Forests are our homeland in the sense that, absent extensive human intervention or major natural disaster, our lands tend to produce forest. But, as Figs. 1- 5 indicate, all forests are not alike – they vary due to particularities in factors such as climate, soils, hydrology and history. We’ve explored two ‘special cases’ elsewhere: you can visit our other pages for our ideas on Floodplain Forests and Ancient Woodlots. On this page, we’ll try to give something of an overview; we are actively working on our forest classification, so you can expect updates. Botanists classify forests not only based upon the tree cover but also the woody and herbaceous understory. Claudia and her colleagures at Hudsonia have been doing extensive forest plant surveys as part of our Living Land Project; and we hope to refine our definitions and descriptions over the next couple of years.

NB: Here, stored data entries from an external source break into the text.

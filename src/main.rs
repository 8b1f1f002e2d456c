use std::path::PathBuf;
use std::time::Duration;

use anyhow::{bail, Context as _};
use clap::{Args, Parser, Subcommand};
use log::{info, warn};
use tokio::io::{AsyncBufRead, AsyncBufReadExt, BufReader};
use tokio::task::JoinSet;
use url2img::{Dispatcher, EngineHost, Params, RendererConfig, ResultStore, Viewport};

const POLL_INTERVAL: Duration = Duration::from_millis(50);

#[derive(Parser, Debug)]
#[command(name = "url2img", version, about = "Render web pages into images")]
struct Cli {
    #[command(flatten)]
    browser: BrowserArgs,

    #[command(subcommand)]
    cmd: Command,
}

#[derive(Subcommand, Debug)]
enum Command {
    /// Render a single page and write the image to a file.
    Render(RenderArgs),
    /// Read JSON requests from stdin, one per line, and print results as they finish.
    Serve(ServeArgs),
}

#[derive(Args, Debug)]
struct BrowserArgs {
    /// Browser executable to launch (autodetected by default).
    #[arg(long, global = true)]
    browser_path: Option<PathBuf>,

    /// Disable the browser's process sandbox (needed when running as root).
    #[arg(long, global = true)]
    no_sandbox: bool,

    /// User agent override.
    #[arg(long, global = true)]
    user_agent: Option<String>,

    /// Give up on a navigation after this many milliseconds.
    #[arg(long, global = true, default_value_t = 30000)]
    navigation_timeout_ms: u64,
}

#[derive(Args, Debug)]
struct RenderArgs {
    /// Page to render.
    #[arg(long)]
    url: String,

    /// Output path; prints the hex string to stdout when omitted.
    #[arg(long)]
    out: Option<PathBuf>,

    /// png, jpeg/jpg or webp.
    #[arg(long, default_value = "png")]
    format: String,

    #[arg(long, default_value_t = 80)]
    quality: i32,

    /// Milliseconds to wait after the page has loaded.
    #[arg(long, default_value_t = 0)]
    delay: u64,

    #[arg(long, default_value_t = 1280)]
    width: u32,

    #[arg(long, default_value_t = 720)]
    height: u32,

    #[arg(long, default_value_t = 1.0)]
    zoom: f64,

    /// Capture the full page height.
    #[arg(long)]
    full: bool,

    /// Seconds to wait for the result.
    #[arg(long, default_value_t = 120)]
    timeout: u64,
}

#[derive(Args, Debug)]
struct ServeArgs {
    /// Seconds to wait for each result before reporting it as missing.
    #[arg(long, default_value_t = 120)]
    timeout: u64,
}

impl BrowserArgs {
    fn config(&self) -> RendererConfig {
        RendererConfig {
            user_agent: self.user_agent.clone(),
            window: Viewport::default(),
            sandbox: !self.no_sandbox,
            browser_path: self.browser_path.clone(),
            navigation_timeout_ms: self.navigation_timeout_ms,
            ..Default::default()
        }
    }
}

#[tokio::main(flavor = "current_thread")]
async fn main() -> anyhow::Result<()> {
    env_logger::Builder::from_env(env_logger::Env::default().default_filter_or("info")).init();

    let cli = Cli::parse();
    let host = launch(cli.browser.config()).await?;
    let dispatcher = Dispatcher::new(host.clone(), ResultStore::new());

    let outcome = match cli.cmd {
        Command::Render(args) => render(&dispatcher, args).await,
        Command::Serve(args) => serve(&dispatcher, args).await,
    };

    if let Err(e) = host.shutdown().await {
        warn!("engine shutdown failed: {}", e);
    }
    outcome
}

#[cfg(feature = "cdp")]
async fn launch(config: RendererConfig) -> anyhow::Result<EngineHost> {
    url2img::cdp::launch(config)
        .await
        .context("failed to start headless Chrome")
}

#[cfg(not(feature = "cdp"))]
async fn launch(_config: RendererConfig) -> anyhow::Result<EngineHost> {
    bail!("url2img was built without a rendering engine; enable the `cdp` feature")
}

async fn render(dispatcher: &Dispatcher, args: RenderArgs) -> anyhow::Result<()> {
    let params = Params {
        url: args.url,
        id: "cli".to_string(),
        format: args.format,
        quality: args.quality,
        delay: args.delay,
        width: args.width,
        height: args.height,
        zoom: args.zoom,
        full: args.full,
    };
    params.validate()?;
    let id = params.id.clone();

    dispatcher.submit_params(params);
    let Some(hex_data) = dispatcher
        .store()
        .wait(&id, POLL_INTERVAL, Duration::from_secs(args.timeout))
        .await
    else {
        bail!("no result after {}s", args.timeout);
    };
    if hex_data.is_empty() {
        bail!("nothing was encoded; is the format one of png, jpeg, webp?");
    }

    match args.out {
        Some(path) => {
            let bytes = hex::decode(&hex_data).context("result is not valid hex")?;
            std::fs::write(&path, &bytes)
                .with_context(|| format!("failed to write {}", path.display()))?;
            info!("wrote {} bytes to {}", bytes.len(), path.display());
        }
        None => println!("{}", hex_data),
    }
    Ok(())
}

async fn serve(dispatcher: &Dispatcher, args: ServeArgs) -> anyhow::Result<()> {
    let input = BufReader::new(tokio::io::stdin());
    serve_lines(dispatcher, input, Duration::from_secs(args.timeout), |line| {
        println!("{}", line)
    })
    .await
}

/// Submit every request line from `input` and hand each finished result to
/// `emit` as a `{"id", "data"}` JSON line. Returns once `input` is exhausted
/// and every waiter has either emitted or timed out.
async fn serve_lines<R, F>(
    dispatcher: &Dispatcher,
    input: R,
    timeout: Duration,
    emit: F,
) -> anyhow::Result<()>
where
    R: AsyncBufRead + Unpin,
    F: Fn(String) + Clone + Send + 'static,
{
    let mut lines = input.lines();
    let mut pending = JoinSet::new();

    while let Some(line) = lines.next_line().await? {
        if line.trim().is_empty() {
            continue;
        }
        // Malformed requests are dropped by the dispatcher; only poll for
        // ids that can actually be read back
        let id = serde_json::from_str::<serde_json::Value>(&line)
            .ok()
            .and_then(|v| v.get("id").and_then(|id| id.as_str()).map(str::to_string));
        dispatcher.submit(&line);

        if let Some(id) = id {
            let store = dispatcher.store().clone();
            let emit = emit.clone();
            pending.spawn(async move {
                match store.wait(&id, POLL_INTERVAL, timeout).await {
                    Some(data) => {
                        store.remove(&id);
                        emit(serde_json::json!({ "id": id, "data": data }).to_string());
                    }
                    None => warn!("no result for {} after {:?}", id, timeout),
                }
            });
        }

        // Reap finished waiters so a long-running stream does not pile them up
        while let Some(res) = pending.try_join_next() {
            res.context("result waiter panicked")?;
        }
    }

    while let Some(res) = pending.join_next().await {
        res.context("result waiter panicked")?;
    }
    Ok(())
}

Forests are a dynamic place in both the short and the long term. On shorter time scales, wind and ice storms, disease and pests, fire and flooding… all can cause rapid changes in forest composition. The fact that disturbance is such a regular part of a forest’s life is one reason some ecologists say that no real climax forest exists – the ‘slings and arrows’ of everyday life don’t permit a steady state. Another reason one might question such a steady state is that it assumes all things are equal over a long time period, but they are not. Even before human intervention, climates rarely were unchanging for long periods, the Ice Age being one of the most dramatic examples of this fact. With glaciers only having withdrawn from the area ca. 15,000 years ago, the vegetation may still be rebounding. American Chestnut, for example, only returned to the area about 2,000 years ago; it was subsequently wiped out over a decade or so by the Chestnut Blight (Fig. 7).
Although American Indians no doubt affected the forest through their field agriculture, tree horticulture, burning and other uses, the arrival of Europeans initiated a period of more profound change. The most evident form of change was simply the removal of forest. For most of the first five centuries, such clearing was primarily for agriculture. Over the period of a century starting in the second half of the 18th century, Columbia County went from being over 80% forested to being around 20% forested. Over the subsequent 100 years, forest rebounded to more than 60% of the County’s surface area. Change continues with an apparent incipient ‘second clearing’ underway as forest is removed, largely for non-agricultural development (Fig. 8).
However, to further complicate the picture, forest clearing did not have a uniform effect on forest composition: certain trees were more heavily affected than others. This selectivity occurred for at least three reasons. First, farmers prefer certain kinds of land because of factors such as soil and topography. These are factors that also affect which trees grow on the land (indeed, early farmers used forest composition as one way of choosing their field locations). As a result, agricultural clearing preferentially removed certain forest types. White Oak is one example of a tree that may have been most common on good farmland. The second reason for humanity’s selective effects was that trees differ in their uses, some, like the assailed White Oak, are great for timber and so are readily cut. Others, such as the hickories, are particularly fine firewood. Yet others, such as Walnuts and Sugar Maple, may have substantial value for the food they can produce while living and, hence, they may tend to be preserved. Lastly, human activity has selectively affected certain trees incidentally. For example, certain kinds of trees are better able to return to clear cuts, others readily fill in gaps where selective logging has occurred. Hence, aside from changes in forest extent, there have been substantial changes in forest composition (Fig. 9).
Of course, forests aren’t just trees or even plants. Many native organisms live in forests. Our current work includes descriptions of ant and ground beetle communities in various habitats across the County, including forests. The graphics below show how similar these communities are to each other. For example, Fig. 10 shows that forest ant communities differ largely from the ant communities of more open habitats and that, within even the forest communities, those of oak-dominated woodlands appear to be distinct. Ground beetles (Fig. 11) show somewhat similar patterns, with relatively large differences between wet and upland forest communities.
However, clearly one of the reasons we love forests is the trees, so we’ll end on that note.